Functions $f$ whose values are between $-1$ and $1$, and so do its derivatives.

Question

Is $f(x)=\sin(x)$ or $f(x)=\cos(x)$ the only function on $\Bbb R$ such that $f^{(n)}(\Bbb R) \subset [-1,1]$ for all $n=0,1,\ldots$ and $f^{(k)}(0)=1$ for some $k\in \Bbb N$?

I found this question for $k=1$ on Codidact. I originally though that it would be easy to find functions satisfying the criteria, but surprisingly all my attempts have failed.
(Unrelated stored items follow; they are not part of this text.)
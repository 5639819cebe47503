//! Address geocoding behind a shared rate limiter.
//!
//! [`GeocodeProvider`] turns one free-text address into exactly one
//! [`GeocodeOutcome`]. Every upstream call goes through a [`RateLimiter`]
//! because public geocoders enforce a per-client request cadence.
//! [`NominatimTransport`] is the production adapter.

mod nominatim;

use std::collections::BTreeMap;
use std::sync::Arc;

use async_trait::async_trait;
use livability_core::{Coordinate, GeocodeOutcome, GeocodedAddress};
use log::{debug, warn};

use crate::{RateLimiter, TransportError};

pub use nominatim::{DEFAULT_NOMINATIM_URL, NominatimConfig, NominatimTransport};

/// Message reported when the geocoder does not answer in time.
pub const GEOCODE_TIMEOUT_MESSAGE: &str = "geocoding request timed out";

/// One raw candidate returned by a geocoder, most relevant first.
///
/// Coordinates stay textual until [`GeocodeProvider`] validates them.
#[derive(Debug, Clone, PartialEq, Eq)]
pub struct GeocodeCandidate {
    /// Latitude as returned upstream.
    pub lat: String,
    /// Longitude as returned upstream.
    pub lon: String,
    /// Upstream display name.
    pub display_name: String,
    /// Structured address parts.
    pub address: BTreeMap<String, String>,
}

/// Free-text geocoding backend.
#[async_trait]
pub trait GeocodeTransport: Send + Sync {
    /// Search for `query`, returning candidates in upstream relevance order.
    async fn search(&self, query: &str) -> Result<Vec<GeocodeCandidate>, TransportError>;
}

/// Resolves addresses through a rate-limited [`GeocodeTransport`].
#[derive(Debug)]
pub struct GeocodeProvider<T> {
    transport: T,
    limiter: Arc<RateLimiter>,
}

impl<T: GeocodeTransport> GeocodeProvider<T> {
    /// Wrap `transport` with a private limiter using the default spacing.
    #[must_use]
    pub fn new(transport: T) -> Self {
        Self::with_limiter(transport, Arc::new(RateLimiter::default()))
    }

    /// Wrap `transport` with a limiter shared with other callers.
    #[must_use]
    pub const fn with_limiter(transport: T, limiter: Arc<RateLimiter>) -> Self {
        Self { transport, limiter }
    }

    /// The underlying transport.
    #[must_use]
    pub const fn transport(&self) -> &T {
        &self.transport
    }

    /// The limiter guarding upstream calls.
    #[must_use]
    pub const fn limiter(&self) -> &Arc<RateLimiter> {
        &self.limiter
    }

    /// Resolve `address`. Never fails; every failure is an outcome.
    pub async fn resolve(&self, address: &str) -> GeocodeOutcome {
        let response = self
            .limiter
            .submit(|| self.transport.search(address))
            .await;
        let outcome = match response {
            Ok(candidates) => interpret(candidates),
            Err(TransportError::Timeout { .. }) => GeocodeOutcome::ProviderError {
                message: GEOCODE_TIMEOUT_MESSAGE.to_owned(),
            },
            Err(err) => GeocodeOutcome::ProviderError {
                message: err.to_string(),
            },
        };
        match &outcome {
            GeocodeOutcome::Success(found) => {
                debug!("geocoded {address:?} to {}", found.coordinate);
            }
            GeocodeOutcome::NotFound => debug!("no geocoding match for {address:?}"),
            GeocodeOutcome::ProviderError { message } => {
                warn!("geocoding {address:?} failed: {message}");
            }
        }
        outcome
    }
}

/// Keep only the first candidate and validate its coordinates.
fn interpret(candidates: Vec<GeocodeCandidate>) -> GeocodeOutcome {
    let Some(first) = candidates.into_iter().next() else {
        return GeocodeOutcome::NotFound;
    };
    match parse_coordinate(&first.lat, &first.lon) {
        Ok(coordinate) => GeocodeOutcome::Success(GeocodedAddress {
            coordinate,
            display_name: first.display_name,
            address_details: first.address,
        }),
        Err(message) => GeocodeOutcome::ProviderError { message },
    }
}

fn parse_coordinate(lat: &str, lon: &str) -> Result<Coordinate, String> {
    let lat_value: f64 = lat
        .trim()
        .parse()
        .map_err(|err| format!("geocoder returned invalid latitude {lat:?}: {err}"))?;
    let lon_value: f64 = lon
        .trim()
        .parse()
        .map_err(|err| format!("geocoder returned invalid longitude {lon:?}: {err}"))?;
    Coordinate::new(lat_value, lon_value).map_err(|err| format!("geocoder returned {err}"))
}

#[cfg(test)]
mod tests {
    use super::*;
    use crate::test_support::{StubGeocodeTransport, candidate};
    use rstest::{fixture, rstest};
    use std::time::Duration;

    #[fixture]
    fn limiter() -> Arc<RateLimiter> {
        Arc::new(RateLimiter::new(Duration::from_millis(1000)))
    }

    #[rstest]
    #[tokio::test(start_paused = true)]
    async fn first_candidate_wins(limiter: Arc<RateLimiter>) {
        let transport = StubGeocodeTransport::new().with_candidates(
            "Karlova 1, Praha",
            vec![
                candidate("50.0860", "14.4150", "Karlova 1"),
                candidate("49.0", "16.0", "Elsewhere"),
            ],
        );
        let provider = GeocodeProvider::with_limiter(transport, limiter);

        let outcome = provider.resolve("Karlova 1, Praha").await;

        let GeocodeOutcome::Success(found) = outcome else {
            panic!("expected success, got {outcome:?}");
        };
        assert_eq!(found.display_name, "Karlova 1");
        assert_eq!(found.coordinate.lat(), 50.086);
    }

    #[rstest]
    #[tokio::test(start_paused = true)]
    async fn empty_answer_is_not_found(limiter: Arc<RateLimiter>) {
        let provider = GeocodeProvider::with_limiter(StubGeocodeTransport::new(), limiter);
        assert_eq!(provider.resolve("Atlantis").await, GeocodeOutcome::NotFound);
    }

    #[rstest]
    #[tokio::test(start_paused = true)]
    async fn timeout_has_a_dedicated_message(limiter: Arc<RateLimiter>) {
        let transport = StubGeocodeTransport::new().with_error(
            "Slow Street",
            TransportError::Timeout {
                url: "https://nominatim.example".into(),
                timeout_secs: 30,
            },
        );
        let provider = GeocodeProvider::with_limiter(transport, limiter);
        assert_eq!(
            provider.resolve("Slow Street").await,
            GeocodeOutcome::ProviderError {
                message: GEOCODE_TIMEOUT_MESSAGE.to_owned()
            }
        );
    }

    #[rstest]
    #[tokio::test(start_paused = true)]
    async fn other_failures_carry_the_error_text(limiter: Arc<RateLimiter>) {
        let error = TransportError::Http {
            url: "https://nominatim.example".into(),
            status: 403,
            message: "forbidden".into(),
        };
        let transport = StubGeocodeTransport::new().with_error("Blocked", error.clone());
        let provider = GeocodeProvider::with_limiter(transport, limiter);
        assert_eq!(
            provider.resolve("Blocked").await,
            GeocodeOutcome::ProviderError {
                message: error.to_string()
            }
        );
    }

    #[rstest]
    #[case("abc", "14.0")]
    #[case("50.0", "")]
    #[case("95.0", "14.0")]
    #[tokio::test(start_paused = true)]
    async fn unusable_coordinates_become_provider_errors(
        limiter: Arc<RateLimiter>,
        #[case] lat: &str,
        #[case] lon: &str,
    ) {
        let transport = StubGeocodeTransport::new()
            .with_candidates("Odd", vec![candidate(lat, lon, "Odd place")]);
        let provider = GeocodeProvider::with_limiter(transport, limiter);
        assert!(matches!(
            provider.resolve("Odd").await,
            GeocodeOutcome::ProviderError { .. }
        ));
    }

    #[rstest]
    #[tokio::test(start_paused = true)]
    async fn calls_are_spaced_by_the_limiter(limiter: Arc<RateLimiter>) {
        let provider = GeocodeProvider::with_limiter(StubGeocodeTransport::new(), limiter);
        provider.resolve("one").await;
        provider.resolve("two").await;
        let starts = provider.transport().call_instants();
        assert_eq!(starts.len(), 2);
        assert!(starts[1] - starts[0] >= Duration::from_millis(1000));
    }
}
Note that for $k=1$ it is easy to see that out of the parametric family $f(x)=a\sin(bx)$ only the function with $a=b=1$ satisfies the criteria. I though that there would be a way modify the sine to make it oscillate progressively slower as going away from $0$, but I would always get one of the higher-order derivatives out of the $[-1,1]$ range.

Answer 1

It follows from

• If $f$ is a smooth real valued function on real line such that $f'(0)=1$ and $|f^{(n)} (x)|$ is uniformly bounded by $1$ , then $f(x)=\sin x$?

that $f^{(k-1)}(x) = \sin(x)$, that is the difficult part and answers your question for $k=1$.

The general case now follows by repeated integration: $f^{(k-1)}(x) = \sin(x)$ implies that $$ f^{(k-2)}(x) = -\cos(x) + C $$ for some constant $C$, and $f^{(k-2)}(\Bbb R) \subset [-1,1]$ is only possible if $C=0$.

Continuing in that way we get $f^{(k-3)}(x) = -\sin(x)$ and so on, and finally that $f$ is one of the functions $\sin, \cos, -\sin$, or $-\cos$.